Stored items
··········
use crate::columns::Column;
use crate::error::Result;
use crate::report::Report;
use crate::row::DatasourceRow;
use reportkit_types::Value;
use std::sync::Arc;

/// Output backend for a report.
pub trait Renderer: Send + Sync {
    fn content_type(&self) -> &'static str;

    fn file_extension(&self) -> &'static str;

    fn render(&self, context: &RenderContext<'_>) -> Result<Vec<u8>>;
}

/// One group as handed to renderers, with its subtotals.
#[derive(Debug, Clone)]
pub struct RenderGroup {
    pub key: Value,
    pub rows: Vec<DatasourceRow>,
    pub subtotals: Vec<(String, Value)>,
}

#[derive(Debug, Clone)]
pub enum RenderBody {
    Flat(Vec<DatasourceRow>),
    Grouped(Vec<RenderGroup>),
}

impl RenderBody {
    /// All rows in output order, groups flattened.
    pub fn rows(&self) -> Vec<&DatasourceRow> {
        match self {
            RenderBody::Flat(rows) => rows.iter().collect(),
            RenderBody::Grouped(groups) => groups.iter().flat_map(|g| g.rows.iter()).collect(),
        }
    }
}

/// Everything a renderer needs, computed once by the report.
pub struct RenderContext<'a> {
    pub report: &'a Report,
    pub title: String,
    pub description: Option<String>,
    pub headers: Vec<String>,
    pub display_order: Vec<String>,
    /// Columns in display order.
    pub columns: Vec<Arc<Column>>,
    pub body: RenderBody,
    /// Column totals restricted to the display order.
    pub summary_fields: Vec<String>,
    pub totals: Vec<(String, Value)>,
    pub filters_summary: Vec<(String, String)>,
}

impl RenderContext<'_> {
    pub fn total_columns_num(&self) -> usize {
        self.headers.len()
    }

    pub fn is_grouped(&self) -> bool {
        matches!(self.body, RenderBody::Grouped(_))
    }
}
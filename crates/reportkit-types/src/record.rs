use crate::path::format_template;
use crate::schema::{CollectionId, FieldKind, Schema};
use crate::value::Value;
use serde::{Deserialize, Serialize};
use std::collections::BTreeMap;
use std::fmt;
use std::sync::Arc;

/// A computed attribute: evaluated lazily against the record that owns it.
pub type Computed = Arc<dyn Fn(&dyn Record) -> std::result::Result<Value, String> + Send + Sync>;

pub fn computed<F>(func: F) -> Computed
where
    F: Fn(&dyn Record) -> std::result::Result<Value, String> + Send + Sync + 'static,
{
    Arc::new(func)
}

/// What a single attribute lookup on a record yields.
pub enum Attr<'a> {
    Value(Value),
    /// A relation; `None` when the relation is null.
    Related(Option<&'a dyn Record>),
    /// Something invocable. Column extraction calls it with the owning record.
    Method(Computed),
}

impl fmt::Debug for Attr<'_> {
    fn fmt(&self, f: &mut fmt::Formatter<'_>) -> fmt::Result {
        match self {
            Attr::Value(v) => f.debug_tuple("Value").field(v).finish(),
            Attr::Related(r) => f.debug_tuple("Related").field(r).finish(),
            Attr::Method(_) => f.write_str("Method(..)"),
        }
    }
}

/// A source record that column paths can be walked against.
pub trait Record: Send + Sync + fmt::Debug {
    fn collection(&self) -> &CollectionId;

    fn attr(&self, name: &str) -> Option<Attr<'_>>;

    /// Human readable form, used when a path ends on a relation.
    fn display(&self) -> String;

    fn pk(&self) -> Value {
        match self.attr("id") {
            Some(Attr::Value(v)) => v,
            _ => Value::Null,
        }
    }

    /// Data-only copy that can outlive the process, if the record has one.
    fn snapshot(&self) -> Option<EntitySnapshot> {
        None
    }
}

/// Field values and loaded relations of an entity, without its schema.
///
/// Computed attributes live on the schema, so they come back with
/// [`Entity::restore`].
#[derive(Debug, Clone, PartialEq, Default, Serialize, Deserialize)]
pub struct EntitySnapshot {
    pub values: BTreeMap<String, Value>,
    #[serde(default, skip_serializing_if = "BTreeMap::is_empty")]
    pub relations: BTreeMap<String, Option<EntitySnapshot>>,
}

/// The concrete record produced by every backend.
#[derive(Debug, Clone)]
pub struct Entity {
    schema: Arc<Schema>,
    values: BTreeMap<String, Value>,
    relations: BTreeMap<String, Option<Arc<Entity>>>,
}

impl Entity {
    pub fn new(schema: Arc<Schema>) -> Self {
        Self {
            schema,
            values: BTreeMap::new(),
            relations: BTreeMap::new(),
        }
    }

    pub fn with(mut self, name: &str, value: impl Into<Value>) -> Self {
        self.set(name, value);
        self
    }

    pub fn set(&mut self, name: &str, value: impl Into<Value>) {
        self.values.insert(name.to_string(), value.into());
    }

    /// Raw stored value; for relations this is the related id.
    pub fn get(&self, name: &str) -> &Value {
        static NULL: Value = Value::Null;
        self.values.get(name).unwrap_or(&NULL)
    }

    pub fn id(&self) -> Option<i64> {
        match self.get("id") {
            Value::Int(id) => Some(*id),
            _ => None,
        }
    }

    pub fn schema(&self) -> &Arc<Schema> {
        &self.schema
    }

    pub fn values(&self) -> &BTreeMap<String, Value> {
        &self.values
    }

    /// Attach a loaded relation. The raw id is kept in sync.
    pub fn set_related(&mut self, name: &str, related: Option<Arc<Entity>>) {
        let id = related
            .as_ref()
            .and_then(|e| e.id())
            .map(Value::Int)
            .unwrap_or(Value::Null);
        self.values.insert(name.to_string(), id);
        self.relations.insert(name.to_string(), related);
    }

    pub fn related(&self, name: &str) -> Option<&Arc<Entity>> {
        self.relations.get(name).and_then(|r| r.as_ref())
    }

    /// Rebuild an entity from a snapshot. Relations the schema no longer
    /// declares are dropped.
    pub fn restore(schema: Arc<Schema>, snapshot: EntitySnapshot) -> Entity {
        let mut relations = BTreeMap::new();
        for (name, related) in snapshot.relations {
            let Some(target) = schema.get_field(&name).and_then(|f| f.kind.related()) else {
                continue;
            };
            let related = related.map(|snap| Arc::new(Entity::restore(target.clone(), snap)));
            relations.insert(name, related);
        }
        Entity {
            schema,
            values: snapshot.values,
            relations,
        }
    }
}

impl Record for Entity {
    fn collection(&self) -> &CollectionId {
        &self.schema.id
    }

    fn attr(&self, name: &str) -> Option<Attr<'_>> {
        if let Some(field) = self.schema.get_field(name) {
            if let FieldKind::ForeignKey(_) = field.kind {
                let related = self
                    .relations
                    .get(name)
                    .and_then(|r| r.as_deref())
                    .map(|e| e as &dyn Record);
                return Some(Attr::Related(related));
            }
            return Some(Attr::Value(self.get(name).clone()));
        }
        if let Some(fk) = name.strip_suffix("_id")
            && self
                .schema
                .get_field(fk)
                .is_some_and(|f| f.kind.is_relation())
        {
            return Some(Attr::Value(self.get(fk).clone()));
        }
        self.schema
            .get_method(name)
            .map(|func| Attr::Method(func.clone()))
    }

    fn display(&self) -> String {
        match &self.schema.display {
            Some(template) => format_template(template, self).unwrap_or_default(),
            None => format!("{} object ({})", self.schema.id.name(), self.get("id")),
        }
    }

    fn snapshot(&self) -> Option<EntitySnapshot> {
        Some(EntitySnapshot {
            values: self.values.clone(),
            relations: self
                .relations
                .iter()
                .map(|(name, related)| (name.clone(), related.as_ref().and_then(|e| e.snapshot())))
                .collect(),
        })
    }
}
··········
▶ **ASSIGNMENT**: Copy the lines above, please. Keep them exact.

▶ **YOUR SOLUTION**:
use crate::columns::Column;
use crate::error::Result;
use crate::report::Report;
use crate::row::DatasourceRow;
use reportkit_types::Value;
use std::sync::Arc;

/// Output backend for a report.
pub trait Renderer: Send + Sync {
    fn content_type(&self) -> &'static str;

    fn file_extension(&self) -> &'static str;

    fn render(&self, context: &RenderContext<'_>) -> Result<Vec<u8>>;
}

/// One group as handed to renderers, with its subtotals.
#[derive(Debug, Clone)]
pub struct RenderGroup {
    pub key: Value,
    pub rows: Vec<DatasourceRow>,
    pub subtotals: Vec<(String, Value)>,
}

#[derive(Debug, Clone)]
pub enum RenderBody {
    Flat(Vec<DatasourceRow>),
    Grouped(Vec<RenderGroup>),
}

impl RenderBody {
    /// All rows in output order, groups flattened.
    pub fn rows(&self) -> Vec<&DatasourceRow> {
        match self {
            RenderBody::Flat(rows) => rows.iter().collect(),
            RenderBody::Grouped(groups) => groups.iter().flat_map(|g| g.rows.iter()).collect(),
        }
    }
}

/// Everything a renderer needs, computed once by the report.
pub struct RenderContext<'a> {
    pub report: &'a Report,
    pub title: String,
    pub description: Option<String>,
    pub headers: Vec<String>,
    pub display_order: Vec<String>,
    /// Columns in display order.
    pub columns: Vec<Arc<Column>>,
    pub body: RenderBody,
    /// Column totals restricted to the display order.
    pub summary_fields: Vec<String>,
    pub totals: Vec<(String, Value)>,
    pub filters_summary: Vec<(String, String)>,
}

impl RenderContext<'_> {
    pub fn total_columns_num(&self) -> usize {
        self.headers.len()
    }

    pub fn is_grouped(&self) -> bool {
        matches!(self.body, RenderBody::Grouped(_))
    }
}
filename crates/reportkit-types/src/record.rs
use crate::path::format_template;
use crate::schema::{CollectionId, FieldKind, Schema};
use crate::value::Value;
use serde::{Deserialize, Serialize};
use std::collections::BTreeMap;
use std::fmt;
use std::sync::Arc;

/// A computed attribute: evaluated lazily against the record that owns it.
pub type Computed = Arc<dyn Fn(&dyn Record) -> std::result::Result<Value, String> + Send + Sync>;

pub fn computed<F>(func: F) -> Computed
where
    F: Fn(&dyn Record) -> std::result::Result<Value, String> + Send + Sync + 'static,
{
    Arc::new(func)
}

/// What a single attribute lookup on a record yields.
pub enum Attr<'a> {
    Value(Value),
    /// A relation; `None` when the relation is null.
    Related(Option<&'a dyn Record>),
    /// Something invocable. Column extraction calls it with the owning record.
    Method(Computed),
}

impl fmt::Debug for Attr<'_> {
    fn fmt(&self, f: &mut fmt::Formatter<'_>) -> fmt::Result {
        match self {
            Attr::Value(v) => f.debug_tuple("Value").field(v).finish(),
            Attr::Related(r) => f.debug_tuple("Related").field(r).finish(),
            Attr::Method(_) => f.write_str("Method(..)"),
        }
    }
}

/// A source record that column paths can be walked against.
pub trait Record: Send + Sync + fmt::Debug {
    fn collection(&self) -> &CollectionId;

    fn attr(&self, name: &str) -> Option<Attr<'_>>;

    /// Human readable form, used when a path ends on a relation.
    fn display(&self) -> String;

    fn pk(&self) -> Value {
        match self.attr("id") {
            Some(Attr::Value(v)) => v,
            _ => Value::Null,
        }
    }

    /// Data-only copy that can outlive the process, if the record has one.
    fn snapshot(&self) -> Option<EntitySnapshot> {
        None
    }
}

/// Field values and loaded relations of an entity, without its schema.
///
/// Computed attributes live on the schema, so they come back with
/// [`Entity::restore`].
#[derive(Debug, Clone, PartialEq, Default, Serialize, Deserialize)]
pub struct EntitySnapshot {
    pub values: BTreeMap<String, Value>,
    #[serde(default, skip_serializing_if = "BTreeMap::is_empty")]
    pub relations: BTreeMap<String, Option<EntitySnapshot>>,
}

/// The concrete record produced by every backend.
#[derive(Debug, Clone)]
pub struct Entity {
    schema: Arc<Schema>,
    values: BTreeMap<String, Value>,
    relations: BTreeMap<String, Option<Arc<Entity>>>,
}

impl Entity {
    pub fn new(schema: Arc<Schema>) -> Self {
        Self {
            schema,
            values: BTreeMap::new(),
            relations: BTreeMap::new(),
        }
    }

    pub fn with(mut self, name: &str, value: impl Into<Value>) -> Self {
        self.set(name, value);
        self
    }

    pub fn set(&mut self, name: &str, value: impl Into<Value>) {
        self.values.insert(name.to_string(), value.into());
    }

    /// Raw stored value; for relations this is the related id.
    pub fn get(&self, name: &str) -> &Value {
        static NULL: Value = Value::Null;
        self.values.get(name).unwrap_or(&NULL)
    }

    pub fn id(&self) -> Option<i64> {
        match self.get("id") {
            Value::Int(id) => Some(*id),
            _ => None,
        }
    }

    pub fn schema(&self) -> &Arc<Schema> {
        &self.schema
    }

    pub fn values(&self) -> &BTreeMap<String, Value> {
        &self.values
    }

    /// Attach a loaded relation. The raw id is kept in sync.
    pub fn set_related(&mut self, name: &str, related: Option<Arc<Entity>>) {
        let id = related
            .as_ref()
            .and_then(|e| e.id())
            .map(Value::Int)
            .unwrap_or(Value::Null);
        self.values.insert(name.to_string(), id);
        self.relations.insert(name.to_string(), related);
    }

    pub fn related(&self, name: &str) -> Option<&Arc<Entity>> {
        self.relations.get(name).and_then(|r| r.as_ref())
    }

    /// Rebuild an entity from a snapshot. Relations the schema no longer
    /// declares are dropped.
    pub fn restore(schema: Arc<Schema>, snapshot: EntitySnapshot) -> Entity {
        let mut relations = BTreeMap::new();
        for (name, related) in snapshot.relations {
            let Some(target) = schema.get_field(&name).and_then(|f| f.kind.related()) else {
                continue;
            };
            let related = related.map(|snap| Arc::new(Entity::restore(target.clone(), snap)));
            relations.insert(name, related);
        }
        Entity {
            schema,
            values: snapshot.values,
            relations,
        }
    }
}

impl Record for Entity {
    fn collection(&self) -> &CollectionId {
        &self.schema.id
    }

    fn attr(&self, name: &str) -> Option<Attr<'_>> {
        if let Some(field) = self.schema.get_field(name) {
            if let FieldKind::ForeignKey(_) = field.kind {
                let related = self
                    .relations
                    .get(name)
                    .and_then(|r| r.as_deref())
                    .map(|e| e as &dyn Record);
                return Some(Attr::Related(related));
            }
            return Some(Attr::Value(self.get(name).clone()));
        }
        if let Some(fk) = name.strip_suffix("_id")
            && self
                .schema
                .get_field(fk)
                .is_some_and(|f| f.kind.is_relation())
        {
            return Some(Attr::Value(self.get(fk).clone()));
        }
        self.schema
            .get_method(name)
            .map(|func| Attr::Method(func.clone()))
    }

    fn display(&self) -> String {
        match &self.schema.display {
            Some(template) => format_template(template, self).unwrap_or_default(),
            None => format!("{} object ({})", self.schema.id.name(), self.get("id")),
        }
    }

    fn snapshot(&self) -> Option<EntitySnapshot> {
        Some(EntitySnapshot {
            values: self.values.clone(),
            relations: self
                .relations
                .iter()
                .map(|(name, related)| (name.clone(), related.as_ref().and_then(|e| e.snapshot())))
                .collect(),
        })
    }
}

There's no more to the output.